Have you ever touched something hot and immediately dropped it? Did you know that the message of it being hot started at your fingers and worked its way to your brain and that the response was sent in an instant? Experiences like this can make us wonder how our body sends messages. Nerves travel the entire length of our bodies. From our brain to our feet and everywhere in-between. With such great lengths that need to be covered our body has many nerves to help cover these areas. This leads to the question of how nerves are connected. Well, like most science, these questions are not the easiest to answer.
Nerves send electrical signals to each other and where one nerve meets another nerve that area is called the synapse. This electrical signal can be transmitted to the next nerve in two ways. If there is a physical connection between the two nerves, then the electrical signal can simply just move from one nerve to another. However, there is not always a physical connection between the nerves and so the signal has to be sent in another way.

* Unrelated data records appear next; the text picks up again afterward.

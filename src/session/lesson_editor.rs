//! Lesson metadata editor
//!
//! Loads the record for one recording, or starts a blank form when the API
//! reports that no record exists yet. Saving creates or updates depending on
//! which of the two it started as.

use lecture_core::{LectureCoreError, LessonForm};
use std::sync::Arc;
use thiserror::Error;
use tracing::{info, warn};

use crate::api::{ApiBody, ApiError, LectureApi, LessonLookup};

const CREATED_MESSAGE: &str = "Lesson created";
const UPDATED_MESSAGE: &str = "Lesson updated";
const DELETED_MESSAGE: &str = "Lesson deleted";

#[derive(Debug, Clone, Copy, PartialEq, Eq)]
pub enum EditorMode {
    Loading,
    /// A record exists on the server; saving updates it
    Existing,
    /// No record yet; saving creates one
    New,
}

#[derive(Error, Debug)]
pub enum EditorError {
    #[error("Invalid lesson form: {0}")]
    Invalid(#[from] LectureCoreError),

    #[error(transparent)]
    Api(#[from] ApiError),

    #[error("There is no saved lesson to delete")]
    NothingToDelete,
}

impl EditorError {
    pub fn user_message(&self) -> String {
        match self {
            EditorError::Api(e) => e.user_message(),
            other => other.to_string(),
        }
    }
}

pub struct LessonEditor {
    api: Arc<dyn LectureApi>,
    video_id: String,
    mode: EditorMode,
    form: LessonForm,
    last_message: Option<String>,
}

impl LessonEditor {
    pub fn new(api: Arc<dyn LectureApi>, video_id: impl Into<String>) -> Self {
        let video_id = video_id.into();
        Self {
            api,
            form: LessonForm::blank(video_id.clone()),
            video_id,
            mode: EditorMode::Loading,
            last_message: None,
        }
    }

    pub fn video_id(&self) -> &str {
        &self.video_id
    }

    pub fn mode(&self) -> EditorMode {
        self.mode
    }

    pub fn form(&self) -> &LessonForm {
        &self.form
    }

    pub fn form_mut(&mut self) -> &mut LessonForm {
        &mut self.form
    }

    /// Outcome of the last save or delete, for display
    pub fn last_message(&self) -> Option<&str> {
        self.last_message.as_deref()
    }

    /// Fetch the record. A missing record switches to create mode.
    pub async fn load(&mut self) -> Result<EditorMode, EditorError> {
        self.mode = EditorMode::Loading;
        match self.api.get_lesson(&self.video_id).await? {
            LessonLookup::Found(record) => {
                self.form = LessonForm::from(record);
                self.form.video_id = self.video_id.clone();
                self.mode = EditorMode::Existing;
            }
            LessonLookup::NotFound => {
                info!("📝 No record for {}, starting a new one", self.video_id);
                self.form = LessonForm::blank(self.video_id.clone());
                self.mode = EditorMode::New;
            }
        }
        Ok(self.mode)
    }

    /// Create or update the record, then reload it from the server
    pub async fn save(&mut self) -> Result<String, EditorError> {
        let record = self.form.to_record()?;

        let (body, fallback) = match self.mode {
            EditorMode::Existing => (self.api.update_lesson(&record).await, UPDATED_MESSAGE),
            EditorMode::New | EditorMode::Loading => (self.api.create_lesson(&record).await, CREATED_MESSAGE),
        };
        let message = outcome_message(body.map_err(|e| self.record_failure(e))?, fallback);
        info!("💾 {}: {}", self.video_id, message);

        self.load().await?;
        self.last_message = Some(message.clone());
        Ok(message)
    }

    /// Delete the record and reset to a blank form in create mode
    pub async fn delete(&mut self) -> Result<String, EditorError> {
        if self.mode != EditorMode::Existing {
            return Err(EditorError::NothingToDelete);
        }

        let body = self
            .api
            .delete_lesson(&self.video_id)
            .await
            .map_err(|e| self.record_failure(e))?;
        let message = outcome_message(body, DELETED_MESSAGE);
        info!("🗑️ {}: {}", self.video_id, message);

        self.form = LessonForm::blank(self.video_id.clone());
        self.mode = EditorMode::New;
        self.last_message = Some(message.clone());
        Ok(message)
    }

    fn record_failure(&mut self, error: ApiError) -> EditorError {
        warn!("Lesson request for {} failed: {}", self.video_id, error);
        self.last_message = Some(error.user_message());
        EditorError::Api(error)
    }
}

fn outcome_message(body: ApiBody, fallback: &str) -> String {
    body.message().unwrap_or_else(|| fallback.to_string())
}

In these cases, the nerves must rely on a neurotransmitter to transmit the signal from one nerve to another. A neurotransmitter is a chemical signal that can move from one nerve to another. There are more than 50 different neurotransmitters used in our bodies. This helps your body to be more versatile and send specific messages across the nerves. The neurotransmitters must cross the synapse and get released by one neuron and received by another. That is why some pain medicines are more effective than others at providing relief. These drugs block the chemical response at the neurotransmitter, producing feelings of pain relief.
What Do Nerves Look Like?
Now you may be wondering how this all looks. Picture a tree where all the branches and leaves are at the top of the tree, and then it extends down to the trunk. Now picture two trees stacked on top of each other. The signal works its way down from the tree branches down to the base of the trunk. The trunk of the tree is called an axon, and this works its way down to the axon terminal, the spot where the neurotransmitters are waiting. The axon terminal is connected to another nerve at the branches or in a neuron a dendrite. This process continues, and a nerve can be connected to many other nerves because the dendrite has so many branches.
Nerves can be a complicated part of our nervous system but they are a necessary part of it. There is plenty of chemistry and physics that makes up more of the complete picture of how our nerves communicate with each other. However, the basics of how our nerves communicate are simple. An electrical signal or a chemical signal takes the message through a small gap in-between our nerves, and the message moves to the next one. It’s a vast cycle that sets on repeat.